Data entries:
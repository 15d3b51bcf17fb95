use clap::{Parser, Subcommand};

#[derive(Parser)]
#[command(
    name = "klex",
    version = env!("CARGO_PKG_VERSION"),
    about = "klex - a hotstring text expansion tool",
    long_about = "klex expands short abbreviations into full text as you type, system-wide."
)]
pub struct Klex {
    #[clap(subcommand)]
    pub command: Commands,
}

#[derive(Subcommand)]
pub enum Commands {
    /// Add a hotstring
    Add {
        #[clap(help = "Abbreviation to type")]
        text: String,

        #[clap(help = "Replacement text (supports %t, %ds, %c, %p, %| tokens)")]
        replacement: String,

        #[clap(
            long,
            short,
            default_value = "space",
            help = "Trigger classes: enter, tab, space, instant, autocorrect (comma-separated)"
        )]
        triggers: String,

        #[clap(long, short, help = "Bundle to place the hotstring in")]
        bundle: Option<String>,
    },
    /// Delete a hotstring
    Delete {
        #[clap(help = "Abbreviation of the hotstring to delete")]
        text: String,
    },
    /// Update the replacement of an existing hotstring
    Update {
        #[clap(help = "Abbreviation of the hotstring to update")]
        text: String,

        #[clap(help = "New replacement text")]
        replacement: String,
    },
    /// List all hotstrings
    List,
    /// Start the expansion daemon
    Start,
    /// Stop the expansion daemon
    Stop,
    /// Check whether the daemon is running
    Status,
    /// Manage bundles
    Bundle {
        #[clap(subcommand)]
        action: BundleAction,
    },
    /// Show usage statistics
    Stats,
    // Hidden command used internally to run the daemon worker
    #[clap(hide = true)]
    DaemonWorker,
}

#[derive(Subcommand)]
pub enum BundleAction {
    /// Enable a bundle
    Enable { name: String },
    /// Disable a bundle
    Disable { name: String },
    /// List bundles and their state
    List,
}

## Activity:
Your response should consist of the data above, duplicated exactly.

## Response for this exercise:
repository 15d3b51bcf17fb95
use clap::{Parser, Subcommand};

#[derive(Parser)]
#[command(
    name = "klex",
    version = env!("CARGO_PKG_VERSION"),
    about = "klex - a hotstring text expansion tool",
    long_about = "klex expands short abbreviations into full text as you type, system-wide."
)]
pub struct Klex {
    #[clap(subcommand)]
    pub command: Commands,
}

#[derive(Subcommand)]
pub enum Commands {
    /// Add a hotstring
    Add {
        #[clap(help = "Abbreviation to type")]
        text: String,

        #[clap(help = "Replacement text (supports %t, %ds, %c, %p, %| tokens)")]
        replacement: String,

        #[clap(
            long,
            short,
            default_value = "space",
            help = "Trigger classes: enter, tab, space, instant, autocorrect (comma-separated)"
        )]
        triggers: String,

        #[clap(long, short, help = "Bundle to place the hotstring in")]
        bundle: Option<String>,
    },
    /// Delete a hotstring
    Delete {
        #[clap(help = "Abbreviation of the hotstring to delete")]
        text: String,
    },
    /// Update the replacement of an existing hotstring
    Update {
        #[clap(help = "Abbreviation of the hotstring to update")]
        text: String,

        #[clap(help = "New replacement text")]
        replacement: String,
    },
    /// List all hotstrings
    List,
    /// Start the expansion daemon
    Start,
    /// Stop the expansion daemon
    Stop,
    /// Check whether the daemon is running
    Status,
    /// Manage bundles
    Bundle {
        #[clap(subcommand)]
        action: BundleAction,
    },
    /// Show usage statistics
    Stats,
    // Hidden command used internally to run the daemon worker
    #[clap(hide = true)]
    DaemonWorker,
}

#[derive(Subcommand)]
pub enum BundleAction {
    /// Enable a bundle
    Enable { name: String },
    /// Disable a bundle
    Disable { name: String },
    /// List bundles and their state
    List,
}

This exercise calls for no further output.